Fast forward to the end of the year. As IT looked at its budget for 2011, those supposed savings from cloud computing appeared to be missing for one simple reason: total IT costs in 2010 exceeded those in 2009. Why? Enabling certain applications in the cloud by working with new vendors and technologies were not line items on balance sheets in 2009. In effect, cloud-based applications just “added to” total IT costs and the CIO was mistakenly left with the impression that the savings for this exciting new technology were smoke and mirrors. The CIO put the kibosh on 2011 cloud computing endeavors.
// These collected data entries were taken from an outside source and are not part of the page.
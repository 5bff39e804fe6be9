//! JSON export of the budget document

use std::io::Write;

use serde_json::Value;

use crate::error::{PlannerError, PlannerResult};
use crate::models::Budget;

/// Write the budget as JSON, in the same shape as the stored document
pub fn export_budget_json<W: Write>(
    budget: &Budget,
    writer: &mut W,
    pretty: bool,
) -> PlannerResult<()> {
    if pretty {
        serde_json::to_writer_pretty(&mut *writer, budget)
    } else {
        serde_json::to_writer(&mut *writer, budget)
    }
    .map_err(|e| PlannerError::Export(e.to_string()))?;

    writeln!(writer).map_err(|e| PlannerError::Export(e.to_string()))?;
    Ok(())
}

/// Parse JSON text for import
pub fn parse_json_document(content: &str) -> PlannerResult<Value> {
    serde_json::from_str(content).map_err(|e| PlannerError::Import(format!("Invalid JSON: {}", e)))
}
Have a long-term plan when embracing any new technology. Rarely will savings be dramatic in one year at a large organization tied to long-term vendor contracts and ways of doing things. (Note, however, that “big bang” savings may in fact be difficult to achieve based upon company size. For example, many smaller companies can more easily embrace emerging technologies for a wide variety of reasons. In fact, I detail one such company–a law firm–in my new book, The New Small.)
What say you?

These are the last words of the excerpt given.